(GIVEN ENTRIES)

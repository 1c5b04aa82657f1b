//! Mock transport for testing.
//!
//! Records sent items and replays queued inbound ones.

use super::{Transport, TransportError};
use async_trait::async_trait;
use onefast_types::DataItem;
use std::collections::VecDeque;
use std::sync::{Arc, Mutex, MutexGuard};

/// Mock transport for testing.
///
/// Starts connected. Clones share state, so a test can keep one handle while
/// the sync layer owns another.
#[derive(Debug, Clone)]
pub struct MockTransport {
    inner: Arc<Mutex<MockTransportInner>>,
}

#[derive(Debug)]
struct MockTransportInner {
    connected: bool,
    sent_items: Vec<DataItem>,
    receive_queue: VecDeque<DataItem>,
    fail_next_send: Option<String>,
    fail_next_recv: Option<String>,
}

impl Default for MockTransport {
    fn default() -> Self {
        Self {
            inner: Arc::new(Mutex::new(MockTransportInner {
                connected: true,
                sent_items: Vec::new(),
                receive_queue: VecDeque::new(),
                fail_next_send: None,
                fail_next_recv: None,
            })),
        }
    }
}

impl MockTransport {
    /// Create a new, connected mock transport.
    pub fn new() -> Self {
        Self::default()
    }

    /// Queue an item to be returned by a later `recv()`.
    pub fn queue_inbound(&self, item: DataItem) {
        self.lock().receive_queue.push_back(item);
    }

    /// Every item sent so far.
    pub fn sent_items(&self) -> Vec<DataItem> {
        self.lock().sent_items.clone()
    }

    /// The most recently sent item.
    pub fn last_sent(&self) -> Option<DataItem> {
        self.lock().sent_items.last().cloned()
    }

    /// Cause the next send() to fail with the given error.
    pub fn fail_next_send(&self, error: &str) {
        self.lock().fail_next_send = Some(error.to_string());
    }

    /// Cause the next recv() to fail with the given error.
    pub fn fail_next_recv(&self, error: &str) {
        self.lock().fail_next_recv = Some(error.to_string());
    }

    /// Simulate the peer going away (or coming back).
    pub fn set_connected(&self, connected: bool) {
        self.lock().connected = connected;
    }

    fn lock(&self) -> MutexGuard<'_, MockTransportInner> {
        self.inner
            .lock()
            .unwrap_or_else(|poisoned| poisoned.into_inner())
    }
}

#[async_trait]
impl Transport for MockTransport {
    async fn send(&self, item: &DataItem) -> Result<(), TransportError> {
        let mut inner = self.lock();

        if !inner.connected {
            return Err(TransportError::NotConnected);
        }

        if let Some(error) = inner.fail_next_send.take() {
            return Err(TransportError::SendFailed(error));
        }

        inner.sent_items.push(item.clone());
        Ok(())
    }

    async fn recv(&self) -> Result<DataItem, TransportError> {
        let mut inner = self.lock();

        if !inner.connected {
            return Err(TransportError::NotConnected);
        }

        if let Some(error) = inner.fail_next_recv.take() {
            return Err(TransportError::ReceiveFailed(error));
        }

        inner
            .receive_queue
            .pop_front()
            .ok_or(TransportError::ConnectionClosed)
    }

    fn is_connected(&self) -> bool {
        self.lock().connected
    }

    async fn close(&self) -> Result<(), TransportError> {
        self.lock().connected = false;
        Ok(())
    }
}
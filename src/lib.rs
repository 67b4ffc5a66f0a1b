//! Backend for a browser Lean 4 editor: a checker gateway, a document store
//! and an advisory chat, served over HTTP.

pub mod advisor;
pub mod config;
pub mod execution;
pub mod llm;
pub mod messages;
pub mod prompt;
pub mod server;
pub mod store;
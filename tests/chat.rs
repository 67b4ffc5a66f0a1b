use std::{
    net::SocketAddr,
    sync::{Arc, Mutex},
    time::Duration,
};

use anyhow::Result;
use axum::{http::HeaderMap, http::StatusCode, routing::post, Json, Router};
use leanpad::{
    advisor::{Advisor, ChatRequest},
    llm::{ChatOptions, LlmClient},
    messages::{Locale, Messages},
};
use serde_json::{json, Value};

type Seen = Arc<Mutex<Vec<(HeaderMap, Value)>>>;

/// Local stand-in for the completion API. Answers with `reply` and records
/// each request.
async fn fake_upstream(status: StatusCode, reply: Value) -> Result<(SocketAddr, Seen)> {
    let seen: Seen = Arc::default();
    let recorder = seen.clone();
    let app = Router::new().route(
        "/v1/messages",
        post(move |headers: HeaderMap, Json(body): Json<Value>| {
            let recorder = recorder.clone();
            let reply = reply.clone();
            async move {
                recorder.lock().unwrap().push((headers, body));
                (status, Json(reply))
            }
        }),
    );
    let listener = tokio::net::TcpListener::bind("127.0.0.1:0").await?;
    let addr = listener.local_addr()?;
    tokio::spawn(async move {
        let _ = axum::serve(listener, app).await;
    });
    Ok((addr, seen))
}

fn advisor(addr: SocketAddr, locale: Locale) -> Result<Advisor> {
    let client = LlmClient::new(format!("http://{}", addr), "sk-test", Duration::from_secs(5))?;
    Ok(Advisor::new(
        Some(client),
        ChatOptions {
            model: "claude-test".into(),
            max_tokens: 64,
        },
        Messages::new(locale),
    ))
}

#[tokio::test]
async fn forwards_question_and_returns_first_text() -> Result<()> {
    let (addr, seen) = fake_upstream(
        StatusCode::OK,
        json!({
            "content": [
                { "type": "text", "text": "Use `simp`." },
                { "type": "text", "text": "ignored" }
            ]
        }),
    )
    .await?;

    let reply = advisor(addr, Locale::En)?
        .ask(&ChatRequest {
            message: "How do I finish this?".into(),
            code: "example : 0 + n = n := by\n  sorry".into(),
            context: Some("unsolved goals".into()),
        })
        .await;
    assert!(reply.success);
    assert_eq!(reply.response, "Use `simp`.");

    let seen = seen.lock().unwrap();
    assert_eq!(seen.len(), 1);
    let (headers, body) = &seen[0];
    assert_eq!(headers["x-api-key"], "sk-test");
    assert_eq!(headers["anthropic-version"], "2023-06-01");
    assert_eq!(body["model"], "claude-test");
    assert_eq!(body["max_tokens"], 64);
    assert!(body["system"].as_str().unwrap_or_default().contains("Lean 4"));
    assert_eq!(body["messages"][0]["role"], "user");
    let user = body["messages"][0]["content"].as_str().unwrap_or_default();
    assert!(user.contains("```lean\nexample : 0 + n = n := by\n  sorry\n```"));
    assert!(user.contains("Question: How do I finish this?"));
    assert!(user.ends_with("Additional context: unsolved goals"));
    Ok(())
}

#[tokio::test]
async fn upstream_error_is_reported_not_raised() -> Result<()> {
    let (addr, _) = fake_upstream(
        StatusCode::UNAUTHORIZED,
        json!({ "type": "error", "error": { "message": "invalid x-api-key" } }),
    )
    .await?;

    let reply = advisor(addr, Locale::Ja)?
        .ask(&ChatRequest {
            message: "?".into(),
            code: String::new(),
            context: None,
        })
        .await;
    assert!(!reply.success);
    assert!(reply.response.starts_with("AIチャットエラー: "));
    assert!(reply.response.contains("401"));
    Ok(())
}

#[tokio::test]
async fn reply_without_text_is_a_failure() -> Result<()> {
    let (addr, _) = fake_upstream(StatusCode::OK, json!({ "content": [] })).await?;

    let reply = advisor(addr, Locale::En)?
        .ask(&ChatRequest {
            message: "?".into(),
            code: String::new(),
            context: None,
        })
        .await;
    assert!(!reply.success);
    assert!(reply.response.starts_with("AI chat error: "));
    Ok(())
}
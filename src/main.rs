mod cli;

use anyhow::{Context, Result};
use leanpad::{
    config::Config,
    server::{self, AppState, Assets},
};
use tracing::info;
use tracing_subscriber::EnvFilter;

#[tokio::main]
async fn main() -> Result<()> {
    let filter = EnvFilter::try_from_default_env().unwrap_or_else(|_| EnvFilter::new("info"));
    tracing_subscriber::fmt().with_env_filter(filter).init();

    let args = cli::Cli::parse();

    // Read once; nothing below touches the environment again.
    let cfg = args.apply(Config::load(args.config.as_deref())?);
    let addr = cfg.listen_addr()?;

    let assets = Assets {
        index: cfg.index_path(),
        static_dir: cfg.static_path(),
    };
    tokio::fs::create_dir_all(&assets.static_dir)
        .await
        .with_context(|| format!("creating {}", assets.static_dir.display()))?;

    let state = AppState::from_config(&cfg).await?;
    info!(
        checker = %state.gateway.checker().program().display(),
        timeout_secs = state.gateway.checker().timeout().as_secs(),
        store = %state.store.root().display(),
        locale = %cfg.locale(),
        config = %cfg.config_path.display(),
        chat = state.advisor.is_enabled(),
        "configuration loaded"
    );

    server::run(addr, server::create_app(state, &assets)).await
}
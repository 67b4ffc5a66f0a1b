//! User-facing diagnostic strings in the configured language.

use std::{fmt, str::FromStr, time::Duration};

#[derive(Debug, Clone, Copy, Default, PartialEq, Eq)]
pub enum Locale {
    #[default]
    Ja,
    En,
}

impl FromStr for Locale {
    type Err = String;

    fn from_str(s: &str) -> Result<Self, Self::Err> {
        match s.trim().to_ascii_lowercase().as_str() {
            "ja" | "ja_jp" | "ja-jp" | "japanese" => Ok(Self::Ja),
            "en" | "en_us" | "en-us" | "english" => Ok(Self::En),
            other => Err(format!("unsupported locale: {}", other)),
        }
    }
}

impl fmt::Display for Locale {
    fn fmt(&self, f: &mut fmt::Formatter<'_>) -> fmt::Result {
        f.write_str(match self {
            Self::Ja => "ja",
            Self::En => "en",
        })
    }
}

#[derive(Debug, Clone, Copy, Default)]
pub struct Messages {
    locale: Locale,
}

impl Messages {
    pub fn new(locale: Locale) -> Self {
        Self { locale }
    }

    pub fn locale(&self) -> Locale {
        self.locale
    }

    pub fn timed_out(&self, limit: Duration) -> String {
        let secs = limit.as_secs();
        match self.locale {
            Locale::Ja => format!("実行がタイムアウトしました（{}秒）", secs),
            Locale::En => format!("Execution timed out ({}s)", secs),
        }
    }

    pub fn tool_missing(&self) -> String {
        match self.locale {
            Locale::Ja => "Lean4がインストールされていません。インストール手順については README.md を参照してください。".into(),
            Locale::En => "Lean 4 is not installed. See README.md for installation instructions.".into(),
        }
    }

    pub fn execution_error(&self, detail: &str) -> String {
        match self.locale {
            Locale::Ja => format!("実行エラー: {}", detail),
            Locale::En => format!("Execution error: {}", detail),
        }
    }

    pub fn invalid_filename(&self) -> String {
        match self.locale {
            Locale::Ja => "無効なファイル名です".into(),
            Locale::En => "Invalid filename".into(),
        }
    }

    pub fn file_not_found(&self) -> String {
        match self.locale {
            Locale::Ja => "ファイルが見つかりません".into(),
            Locale::En => "File not found".into(),
        }
    }

    pub fn saved(&self, filename: &str) -> String {
        match self.locale {
            Locale::Ja => format!("ファイル '{}' を保存しました", filename),
            Locale::En => format!("Saved file '{}'", filename),
        }
    }

    pub fn save_error(&self, detail: &str) -> String {
        match self.locale {
            Locale::Ja => format!("保存エラー: {}", detail),
            Locale::En => format!("Save error: {}", detail),
        }
    }

    pub fn load_error(&self, detail: &str) -> String {
        match self.locale {
            Locale::Ja => format!("読み込みエラー: {}", detail),
            Locale::En => format!("Load error: {}", detail),
        }
    }

    pub fn missing_api_key(&self) -> String {
        match self.locale {
            Locale::Ja => "エラー: ANTHROPIC_API_KEY環境変数が設定されていません".into(),
            Locale::En => "Error: the ANTHROPIC_API_KEY environment variable is not set".into(),
        }
    }

    pub fn chat_error(&self, detail: &str) -> String {
        match self.locale {
            Locale::Ja => format!("AIチャットエラー: {}", detail),
            Locale::En => format!("AI chat error: {}", detail),
        }
    }
}
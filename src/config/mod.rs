//! Startup configuration snapshot.
//!
//! Values are layered once (defaults, rc file, environment, CLI overrides)
//! and then handed out as typed settings. Nothing re-reads the environment
//! after `load`.

use std::{
    collections::HashMap,
    env, fs,
    io::{BufRead, BufReader},
    net::SocketAddr,
    path::{Path, PathBuf},
    time::Duration,
};

use anyhow::{Context, Result};
use directories::BaseDirs;

use crate::messages::Locale;

pub const DEFAULT_CHECKER_TIMEOUT_SECS: u64 = 30;

#[derive(Debug, Clone)]
pub struct Config {
    inner: HashMap<String, String>,
    pub config_path: PathBuf,
}

impl Config {
    /// Load defaults, the rc file (explicit path or the per-user default)
    /// and matching environment variables.
    pub fn load(explicit_path: Option<&Path>) -> Result<Self> {
        let mut map = default_map();
        let config_path = explicit_path
            .map(Path::to_path_buf)
            .unwrap_or_else(default_config_path);

        if config_path.exists() {
            let file = fs::File::open(&config_path)
                .with_context(|| format!("opening config file {}", config_path.display()))?;
            read_rc(BufReader::new(file), &mut map);
        } else if explicit_path.is_some() {
            anyhow::bail!("config file not found: {}", config_path.display());
        }

        // Environment variables take precedence over the rc file
        for (k, v) in env::vars() {
            if is_config_key(&k) {
                map.insert(k, v);
            }
        }

        Ok(Self { inner: map, config_path })
    }

    /// Defaults only; used by tests and embedders that build settings by hand.
    pub fn defaults() -> Self {
        Self {
            inner: default_map(),
            config_path: default_config_path(),
        }
    }

    pub fn with_override(mut self, key: &str, value: impl Into<String>) -> Self {
        self.inner.insert(key.to_string(), value.into());
        self
    }

    pub fn get(&self, key: &str) -> Option<String> {
        self.inner.get(key).cloned()
    }

    pub fn get_u64(&self, key: &str) -> Option<u64> {
        self.get(key).and_then(|v| v.trim().parse::<u64>().ok())
    }

    pub fn get_path(&self, key: &str) -> Option<PathBuf> {
        self.get(key).filter(|v| !v.trim().is_empty()).map(PathBuf::from)
    }

    pub fn listen_addr(&self) -> Result<SocketAddr> {
        let raw = self.get("LEANPAD_ADDR").unwrap_or_else(|| "0.0.0.0:8000".into());
        raw.parse::<SocketAddr>()
            .with_context(|| format!("invalid LEANPAD_ADDR: {}", raw))
    }

    pub fn checker_program(&self) -> PathBuf {
        self.get_path("CHECKER_PROGRAM")
            .unwrap_or_else(|| PathBuf::from("lean"))
    }

    pub fn checker_timeout(&self) -> Duration {
        let secs = self
            .get_u64("CHECKER_TIMEOUT")
            .filter(|s| *s > 0)
            .unwrap_or(DEFAULT_CHECKER_TIMEOUT_SECS);
        Duration::from_secs(secs)
    }

    pub fn workspace_dir(&self) -> Option<PathBuf> {
        self.get_path("WORKSPACE_DIR")
    }

    pub fn store_path(&self) -> PathBuf {
        self.get_path("STORE_PATH")
            .unwrap_or_else(|| PathBuf::from("saved_files"))
    }

    pub fn static_path(&self) -> PathBuf {
        self.get_path("STATIC_PATH")
            .unwrap_or_else(|| PathBuf::from("static"))
    }

    pub fn index_path(&self) -> PathBuf {
        self.get_path("INDEX_PATH")
            .unwrap_or_else(|| PathBuf::from("index.html"))
    }

    pub fn locale(&self) -> Locale {
        self.get("LEANPAD_LOCALE")
            .and_then(|v| v.parse().ok())
            .unwrap_or_default()
    }

    pub fn api_key(&self) -> Option<String> {
        self.get("ANTHROPIC_API_KEY").filter(|s| !s.trim().is_empty())
    }

    pub fn request_timeout(&self) -> Duration {
        Duration::from_secs(self.get_u64("REQUEST_TIMEOUT").unwrap_or(60))
    }
}

fn read_rc(reader: impl BufRead, map: &mut HashMap<String, String>) {
    for line in reader.lines().map_while(|l| l.ok()) {
        let line = line.trim();
        if line.is_empty() || line.starts_with('#') {
            continue;
        }
        if let Some((k, v)) = line.split_once('=') {
            map.insert(k.trim().to_string(), v.trim().to_string());
        }
    }
}

fn is_config_key(k: &str) -> bool {
    const KEYS: &[&str] = &[
        "CHECKER_PROGRAM",
        "CHECKER_TIMEOUT",
        "WORKSPACE_DIR",
        "STORE_PATH",
        "STATIC_PATH",
        "INDEX_PATH",
        "CHAT_MODEL",
        "CHAT_MAX_TOKENS",
        "REQUEST_TIMEOUT",
    ];

    KEYS.contains(&k) || k.starts_with("LEANPAD_") || k.starts_with("ANTHROPIC_")
}

fn default_config_path() -> PathBuf {
    let base = BaseDirs::new()
        .map(|b| b.config_dir().to_path_buf())
        .unwrap_or_else(|| PathBuf::from("~/.config"));
    base.join("leanpad").join(".leanpadrc")
}

fn default_map() -> HashMap<String, String> {
    let mut m = HashMap::new();

    m.insert("LEANPAD_ADDR".into(), "0.0.0.0:8000".into());
    m.insert("LEANPAD_LOCALE".into(), "ja".into());

    // Checker
    m.insert("CHECKER_PROGRAM".into(), "lean".into());
    m.insert(
        "CHECKER_TIMEOUT".into(),
        DEFAULT_CHECKER_TIMEOUT_SECS.to_string(),
    );

    // Paths
    m.insert("STORE_PATH".into(), "saved_files".into());
    m.insert("STATIC_PATH".into(), "static".into());
    m.insert("INDEX_PATH".into(), "index.html".into());

    // Chat
    m.insert("ANTHROPIC_BASE_URL".into(), "https://api.anthropic.com".into());
    m.insert("CHAT_MODEL".into(), "claude-3-5-sonnet-20241022".into());
    m.insert("CHAT_MAX_TOKENS".into(), "2048".into());
    m.insert("REQUEST_TIMEOUT".into(), "60".into());

    m
}

#[cfg(test)]
mod tests {
    use super::*;

    #[test]
    fn rc_lines_skip_comments_and_trim() {
        let mut map = HashMap::new();
        let text = "# comment\n\nCHECKER_TIMEOUT = 5\nSTORE_PATH=/srv/docs\nnot a pair\n";
        read_rc(text.as_bytes(), &mut map);
        assert_eq!(map.get("CHECKER_TIMEOUT").map(String::as_str), Some("5"));
        assert_eq!(map.get("STORE_PATH").map(String::as_str), Some("/srv/docs"));
        assert_eq!(map.len(), 2);
    }

    #[test]
    fn bad_or_zero_timeout_falls_back() {
        let cfg = Config::defaults().with_override("CHECKER_TIMEOUT", "soon");
        assert_eq!(cfg.checker_timeout(), Duration::from_secs(30));
        let cfg = Config::defaults().with_override("CHECKER_TIMEOUT", "0");
        assert_eq!(cfg.checker_timeout(), Duration::from_secs(30));
        let cfg = Config::defaults().with_override("CHECKER_TIMEOUT", "7");
        assert_eq!(cfg.checker_timeout(), Duration::from_secs(7));
    }

    #[test]
    fn explicit_rc_file_is_read_and_recorded() -> anyhow::Result<()> {
        let dir = tempfile::tempdir()?;
        let path = dir.path().join("leanpadrc");
        fs::write(&path, "STORE_PATH=/srv/proofs\n")?;
        let cfg = Config::load(Some(&path))?;
        assert_eq!(cfg.config_path, path);
        assert_eq!(cfg.store_path(), PathBuf::from("/srv/proofs"));

        assert!(Config::load(Some(&dir.path().join("absent"))).is_err());
        Ok(())
    }

    #[test]
    fn blank_api_key_counts_as_missing() {
        let cfg = Config::defaults().with_override("ANTHROPIC_API_KEY", "  ");
        assert!(cfg.api_key().is_none());
    }

    #[test]
    fn only_known_or_prefixed_env_keys_are_taken() {
        assert!(is_config_key("CHECKER_PROGRAM"));
        assert!(is_config_key("LEANPAD_LOCALE"));
        assert!(is_config_key("ANTHROPIC_API_KEY"));
        assert!(!is_config_key("PATH"));
    }
}
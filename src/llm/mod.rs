//! Reqwest-based client for the Anthropic Messages API.

use std::time::Duration;

use anyhow::{anyhow, bail, Context, Result};
use reqwest::{
    header::{HeaderMap, HeaderValue, CONTENT_TYPE},
    StatusCode,
};
use serde::{Deserialize, Serialize};

use crate::config::Config;

const API_VERSION: &str = "2023-06-01";

#[derive(Debug, Clone, Copy, PartialEq, Eq, Serialize, Deserialize)]
#[serde(rename_all = "lowercase")]
pub enum Role {
    User,
    Assistant,
}

#[derive(Debug, Clone, Serialize, Deserialize)]
pub struct ChatMessage {
    pub role: Role,
    pub content: String,
}

impl ChatMessage {
    pub fn new(role: Role, content: impl Into<String>) -> Self {
        Self {
            role,
            content: content.into(),
        }
    }
}

#[derive(Debug, Clone)]
pub struct ChatOptions {
    pub model: String,
    pub max_tokens: u32,
}

impl ChatOptions {
    pub fn from_config(cfg: &Config) -> Self {
        Self {
            model: cfg
                .get("CHAT_MODEL")
                .unwrap_or_else(|| "claude-3-5-sonnet-20241022".into()),
            max_tokens: cfg
                .get_u64("CHAT_MAX_TOKENS")
                .and_then(|n| u32::try_from(n).ok())
                .unwrap_or(2048),
        }
    }
}

#[derive(Debug, Clone)]
pub struct LlmClient {
    http: reqwest::Client,
    base_url: String,
    api_key: String,
}

impl LlmClient {
    /// Build a client from the startup config. Fails when no API key is set.
    pub fn from_config(cfg: &Config) -> Result<Self> {
        let api_key = cfg.api_key().ok_or_else(|| {
            anyhow!("Missing ANTHROPIC_API_KEY. Set it in env or ~/.config/leanpad/.leanpadrc")
        })?;
        let base_url = cfg
            .get("ANTHROPIC_BASE_URL")
            .unwrap_or_else(|| "https://api.anthropic.com".into());
        Self::new(base_url, api_key, cfg.request_timeout())
    }

    pub fn new(
        base_url: impl Into<String>,
        api_key: impl Into<String>,
        timeout: Duration,
    ) -> Result<Self> {
        let http = reqwest::Client::builder().timeout(timeout).build()?;
        Ok(Self {
            http,
            base_url: base_url.into(),
            api_key: api_key.into(),
        })
    }

    /// Send one non-streaming request and return the first text block.
    pub async fn complete(
        &self,
        system: &str,
        messages: &[ChatMessage],
        opts: &ChatOptions,
    ) -> Result<String> {
        let url = format!("{}/v1/messages", self.base_url.trim_end_matches('/'));

        let mut headers = HeaderMap::new();
        headers.insert(CONTENT_TYPE, HeaderValue::from_static("application/json"));
        headers.insert("anthropic-version", HeaderValue::from_static(API_VERSION));
        headers.insert(
            "x-api-key",
            HeaderValue::from_str(&self.api_key).context("API key is not a valid header value")?,
        );

        let body = serde_json::json!({
            "model": opts.model,
            "max_tokens": opts.max_tokens,
            "system": system,
            "messages": messages,
        });

        let resp = self
            .http
            .post(url)
            .headers(headers)
            .json(&body)
            .send()
            .await
            .context("failed to send chat request")?;

        match resp.status() {
            StatusCode::OK => {
                let parsed: MessagesResponse = resp.json().await.context("invalid chat response")?;
                parsed
                    .content
                    .into_iter()
                    .find(|block| block.r#type == "text")
                    .and_then(|block| block.text)
                    .ok_or_else(|| anyhow!("chat response contained no text"))
            }
            status => {
                let text = resp.text().await.unwrap_or_default();
                bail!("LLM error: {} - {}", status, text)
            }
        }
    }
}

#[derive(Debug, Deserialize)]
struct MessagesResponse {
    #[serde(default)]
    content: Vec<ContentBlock>,
}

#[derive(Debug, Deserialize)]
struct ContentBlock {
    #[serde(rename = "type")]
    r#type: String,
    text: Option<String>,
}

#[cfg(test)]
mod tests {
    use super::*;

    #[test]
    fn missing_key_refuses_to_build() {
        assert!(LlmClient::from_config(&Config::defaults()).is_err());
        let cfg = Config::defaults().with_override("ANTHROPIC_API_KEY", "sk-test");
        assert!(LlmClient::from_config(&cfg).is_ok());
    }

    #[test]
    fn options_fall_back_on_bad_numbers() {
        let cfg = Config::defaults().with_override("CHAT_MAX_TOKENS", "lots");
        let opts = ChatOptions::from_config(&cfg);
        assert_eq!(opts.max_tokens, 2048);
        assert_eq!(opts.model, "claude-3-5-sonnet-20241022");
    }

    #[test]
    fn user_messages_serialize_lowercase() -> anyhow::Result<()> {
        let v = serde_json::to_value(ChatMessage::new(Role::User, "hi"))?;
        assert_eq!(v, serde_json::json!({ "role": "user", "content": "hi" }));
        Ok(())
    }
}
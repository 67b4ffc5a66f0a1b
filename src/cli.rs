use std::path::PathBuf;

use clap::Parser;
use leanpad::config::Config;

#[derive(Parser, Debug, Clone)]
#[command(name = "leanpad", about = "Lean 4 editor backend", version)]
pub struct Cli {
    /// Address to listen on, e.g. 127.0.0.1:8000.
    #[arg(long)]
    pub addr: Option<String>,

    /// Read settings from this file instead of ~/.config/leanpad/.leanpadrc.
    #[arg(long)]
    pub config: Option<PathBuf>,

    /// Checker executable (default: lean from PATH).
    #[arg(long)]
    pub checker: Option<String>,

    /// Wall-clock limit for one check, in seconds.
    #[arg(long, value_parser = clap::value_parser!(u64).range(1..))]
    pub timeout: Option<u64>,

    /// Directory for saved documents.
    #[arg(long)]
    pub store: Option<String>,

    /// Directory served under /static.
    #[arg(long = "static-dir")]
    pub static_dir: Option<String>,

    /// Language of user-facing messages (ja|en).
    #[arg(long)]
    pub locale: Option<String>,
}

impl Cli {
    pub fn parse() -> Self {
        <Self as Parser>::parse()
    }

    /// Flags win over every other config layer.
    pub fn apply(&self, mut cfg: Config) -> Config {
        let overrides = [
            ("LEANPAD_ADDR", self.addr.clone()),
            ("CHECKER_PROGRAM", self.checker.clone()),
            ("CHECKER_TIMEOUT", self.timeout.map(|t| t.to_string())),
            ("STORE_PATH", self.store.clone()),
            ("STATIC_PATH", self.static_dir.clone()),
            ("LEANPAD_LOCALE", self.locale.clone()),
        ];
        for (key, value) in overrides {
            if let Some(v) = value {
                cfg = cfg.with_override(key, v);
            }
        }
        cfg
    }
}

(End GIVEN ENTRIES)

# ASSIGNED TASK:
The lines to return are those holding the string "join" anywhere in the listing above.

# REPLY:
    base.join("leanpad").join(".leanpadrc")
        let path = dir.path().join("leanpadrc");
        assert!(Config::load(Some(&dir.path().join("absent"))).is_err());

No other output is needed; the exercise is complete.